Just some other thoughts about the reality of licensing. I say this as someone who works for a licensing agency and is involved in program oversight, but not the actual renewal of licenses (i.e. we take complaints and investigate and involve the certification team if need be, but are not the ones doing annual inspections). And has seen first hand the practice of our own agency as well as other agencies in the state.
First of all, the relationship between provider and licensor tends to be cozy. Not cozy in an illegal, money under the table kind of way, but in the going to the same church, kids go to the same school kind of way. Licensors have more of a personal relationship with the providers than with the kids, so in the event of a he said, she said situation, who do you think they're going to be inclined to side with?
Second, and this is particularly true with child welfare agencies, but similar dynamics play out with the mental health and juvenile justice systems. Licensing agencies rely on the capacity that bad programs provide. For instance we have a private psychiatric hospital in a NYC suburb that has been under threat to be closed for at least the last 4 years, that seems to take almost exclusively foster care kids from NYC. How is that? Our foster care system can't find enough foster parents to take in kids who have special needs, so they need the hospital beds to keep them off the street or out of the shelters. As long as they're in the hospital they're not the agency's problem. The hospital does just enough to stay open, because an entire system has made the decision that it's better that a youth receive substandard care in a psychiatric hospital, then be left in the community to their own devices. If something bad happens in the hospital, it'll be the hospital that gets blamed. If something happens in the community, the foster care agency has liability.
Third, keeping in the foster care realm. I've come to the conclusion that there's a subconscious calculus that plays in the mind of child protective workers - is this a child that's more likely to be killed or harder to place. Meaning lots of minority infants who have parents who aren't necessarily abusive, but there are serious concerns they may neglect their child to death, who they feel like they can find foster placements for get placed, but teenagers getting beaten by their parents don't. Assuming they meet that threshold, as the case worker is my liability higher if I remove the child or if I keep the child in the home. Translation - (Rich white abusive parents sue when their child is taken away by CPS, poor black parents don't). The threat of a lawsuit is enough to outweigh the worry of a front page story in the New York Post.
The MBA case perfectly illustrates these realities.
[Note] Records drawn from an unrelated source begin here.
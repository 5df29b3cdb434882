//! Navigation State
//!
//! Transient UI state of one menu instance: the active pointer and the
//! expansion set, both keyed by raw item id.

use std::collections::HashSet;

use crate::item::MenuItem;

/// Result of a click, in decision order
#[derive(Debug, Clone, Copy, PartialEq, Eq)]
pub enum ClickOutcome {
    /// Disabled item: nothing changed, caller is not notified
    Suppressed,
    /// Href leaf: state untouched, browser handles navigation
    Navigated,
    /// Expandable item toggled; `expanded` is the new membership
    Toggled { expanded: bool },
    /// Plain leaf became active
    Activated,
}

impl ClickOutcome {
    /// Whether the click callback fires for this outcome
    pub fn notifies(&self) -> bool {
        !matches!(self, ClickOutcome::Suppressed)
    }
}

#[derive(Debug, Clone, Default, PartialEq)]
pub struct NavState {
    active_id: Option<String>,
    expanded: HashSet<String>,
}

impl NavState {
    pub fn new(active_id: Option<String>) -> Self {
        Self {
            active_id,
            expanded: HashSet::new(),
        }
    }

    pub fn active_id(&self) -> Option<&str> {
        self.active_id.as_deref()
    }

    pub fn is_active(&self, id: &str) -> bool {
        self.active_id.as_deref() == Some(id)
    }

    pub fn is_expanded(&self, id: &str) -> bool {
        self.expanded.contains(id)
    }

    pub fn expanded(&self) -> &HashSet<String> {
        &self.expanded
    }

    /// Apply a click on `item`.
    ///
    /// Branches are checked in order: disabled, href leaf, expandable,
    /// plain leaf. Expandable items only take the active pointer while the
    /// menu is not collapsed.
    pub fn click(&mut self, item: &MenuItem, collapsed: bool) -> ClickOutcome {
        if item.disabled {
            return ClickOutcome::Suppressed;
        }

        if item.is_link_leaf() {
            return ClickOutcome::Navigated;
        }

        if item.has_children() {
            let expanded = if self.expanded.remove(&item.id) {
                false
            } else {
                self.expanded.insert(item.id.clone());
                true
            };
            if !collapsed {
                self.active_id = Some(item.id.clone());
            }
            return ClickOutcome::Toggled { expanded };
        }

        self.active_id = Some(item.id.clone());
        ClickOutcome::Activated
    }
}
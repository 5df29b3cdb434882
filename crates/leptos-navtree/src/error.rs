use thiserror::Error;

/// Reasons a menu tree is rejected at construction
#[derive(Debug, Clone, PartialEq, Eq, Error)]
pub enum NavTreeError {
    /// Two items share an id; active and expanded state are keyed by id alone
    #[error("duplicate menu item id '{id}'")]
    DuplicateId { id: String },

    /// Nesting exceeds the supported depth
    #[error("menu item '{id}' sits at depth {depth}, deeper than the limit of {max}")]
    TooDeep { id: String, depth: usize, max: usize },
}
DHS took action that they probably wouldn't have in the first place because they didn't have any of their own youth in Mount Bachelor. But when Aspen retaliated with a lawsuit, and when Aspen got parents to threaten to sue DHS as well, DHS got cold feet and settled.
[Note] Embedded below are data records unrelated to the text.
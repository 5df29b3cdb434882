//! Showcase Configuration
//!
//! Page settings and the demo menu, embedded at build time from
//! `assets/showcase.json`.

use leptos_navtree::{MenuItem, NavTree, NavTreeError};
use log::LevelFilter;
use serde::Deserialize;
use thiserror::Error;

use crate::models::ToastPosition;

const EMBEDDED_CONFIG: &str = include_str!("../assets/showcase.json");

/// Default auto-close for toasts, in milliseconds
pub const DEFAULT_AUTO_CLOSE_MS: u32 = 5000;

#[derive(Debug, Error)]
pub enum ConfigError {
    #[error("invalid config JSON: {0}")]
    Parse(#[from] serde_json::Error),

    #[error("invalid menu: {0}")]
    Menu(#[from] NavTreeError),

    #[error("unknown log level '{0}'")]
    LogLevel(String),
}

#[derive(Debug, Clone, PartialEq, Deserialize)]
#[serde(default, rename_all = "camelCase")]
pub struct SidebarConfig {
    pub collapsed: bool,
    pub show_dividers: bool,
    pub default_active_id: Option<String>,
}

impl Default for SidebarConfig {
    fn default() -> Self {
        Self {
            collapsed: false,
            show_dividers: true,
            default_active_id: None,
        }
    }
}

#[derive(Debug, Clone, PartialEq, Deserialize)]
#[serde(default, rename_all = "camelCase")]
pub struct ToastConfig {
    /// `null` keeps toasts until closed by hand
    pub auto_close_ms: Option<u32>,
    pub position: ToastPosition,
}

impl Default for ToastConfig {
    fn default() -> Self {
        Self {
            auto_close_ms: Some(DEFAULT_AUTO_CLOSE_MS),
            position: ToastPosition::default(),
        }
    }
}

/// External link shown in the page footer
#[derive(Debug, Clone, PartialEq, Deserialize)]
pub struct FooterLink {
    pub label: String,
    pub url: String,
}

#[derive(Debug, Clone, PartialEq, Deserialize)]
#[serde(default, rename_all = "camelCase")]
pub struct ShowcaseConfig {
    pub title: String,
    pub log_level: String,
    pub sidebar: SidebarConfig,
    pub toast: ToastConfig,
    pub menu: Vec<MenuItem>,
    pub footer_links: Vec<FooterLink>,
}

impl Default for ShowcaseConfig {
    fn default() -> Self {
        Self {
            title: "Component Library".to_string(),
            log_level: "info".to_string(),
            sidebar: SidebarConfig::default(),
            toast: ToastConfig::default(),
            menu: Vec::new(),
            footer_links: Vec::new(),
        }
    }
}

impl ShowcaseConfig {
    /// Parse and validate a config document
    pub fn parse(text: &str) -> Result<Self, ConfigError> {
        let config: ShowcaseConfig = serde_json::from_str(text)?;
        NavTree::new(config.menu.clone())?;
        config.log_level()?;
        Ok(config)
    }

    /// Load the embedded config, falling back to defaults on error
    pub fn load() -> Self {
        match Self::parse(EMBEDDED_CONFIG) {
            Ok(config) => config,
            Err(e) => {
                log::error!("[Config] {}; using defaults", e);
                Self::default()
            }
        }
    }

    pub fn log_level(&self) -> Result<LevelFilter, ConfigError> {
        self.log_level
            .parse()
            .map_err(|_| ConfigError::LogLevel(self.log_level.clone()))
    }
}

#[cfg(test)]
mod tests {
    use super::*;

    #[test]
    fn test_embedded_config_is_valid() {
        let config = ShowcaseConfig::parse(EMBEDDED_CONFIG).unwrap();
        assert_eq!(config.menu.len(), 4);
        assert!(config.sidebar.show_dividers);
        assert_eq!(config.toast.auto_close_ms, Some(DEFAULT_AUTO_CLOSE_MS));
        assert_eq!(config.log_level().unwrap(), LevelFilter::Debug);
        assert!(config.footer_links.iter().all(|link| link.url.starts_with("https://")));
    }

    #[test]
    fn test_missing_fields_use_defaults() {
        let config = ShowcaseConfig::parse(r#"{ "title": "Demo" }"#).unwrap();
        assert_eq!(config.title, "Demo");
        assert_eq!(config.sidebar, SidebarConfig::default());
        assert_eq!(config.toast.position, ToastPosition::TopRight);
        assert!(config.menu.is_empty());
    }

    #[test]
    fn test_disabled_auto_close() {
        let config = ShowcaseConfig::parse(r#"{ "toast": { "autoCloseMs": null } }"#).unwrap();
        assert_eq!(config.toast.auto_close_ms, None);
    }

    #[test]
    fn test_duplicate_menu_ids_rejected() {
        let text = r#"{ "menu": [
            { "id": "home", "label": "Home" },
            { "id": "more", "label": "More", "children": [{ "id": "home", "label": "Again" }] }
        ] }"#;
        let err = ShowcaseConfig::parse(text).unwrap_err();
        assert!(matches!(
            err,
            ConfigError::Menu(NavTreeError::DuplicateId { ref id }) if id == "home"
        ));
    }

    #[test]
    fn test_bad_log_level_rejected() {
        let err = ShowcaseConfig::parse(r#"{ "logLevel": "chatty" }"#).unwrap_err();
        assert!(matches!(err, ConfigError::LogLevel(_)));
    }
}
Any state licensing regime will have those realities. And there are in some cases ways to get around the lack of licensing by going to the local Protection and Advocacy organization in your state.
The solution is to have a credible enough threat so that the licensing agencies fear the exposure that you can bring to bear on them over the exposure from the programs. But to do that you have to be credible, believable, and organized, and have a very good answer for when those pro-program parents show up with their "success stories".
In my next installment I will provide specific program examples and how to structure your advocacy to be most effective.
Which given time the same chilling effect will take root with the new HR 911 efforts. Oklahoma and their lack of a give a damn over getting sued by the federal government for not taking the deaths of youths in Foster care seriously is an excellent example.
I see what your saying Brian, I think you make some valid points and have some great ideas, I just think you are going about it entirely backwards.
I'd rather empower youth to be able to defend themselves versus empowering yet another federal and state agency that overtime will fall to the same sense of complacency.
Youth will always be square in the spotlight of some sort of program in some form. As a person working for a licensing agency I'm surprised you haven't acknowledged the shuffling and morphing of programs right in front of you. Changing demands of the consumer and changing regulation will prompt changes of what is offered.
There is too much money for it not to happen.
And None-ya..
I'm only going to be happy if HR 911 opens the door to something more useful that works to directly serve the needs of kids.
If it's another case of the Republicans saying, "lol, no" and we all go home with our own toys again like we did next time and wait for Pappa Miller to introduce another HR 911 clone I'm going to be pretty damn depressed about it all, LIKE I was last time it happened.
In my ideal vision:
HR 911 goes crashing down in flames.. but opens the door to people getting serious about fighting for a Youth Bill of Rights.
Actually with the way Brian describes it I'm semi-convinced that HR 911 does have limited short term utility of bringing programs like Salem under some sort of scrutiny even If I'm not convinced it'll have a lasting effect. So even with HR 911 passing I hope it opens to the door for people getting serious about a Youth Bill of Rights.
So that's my ideal vision.. NO Matter what outcome we get serious about pushing a Youth Bill of Rights. I just don't have enough faith in the government to believe that HR 911 is an answer. I do have faith that children can make their own minds up about where they go to school and what sort of medical treatment they are getting.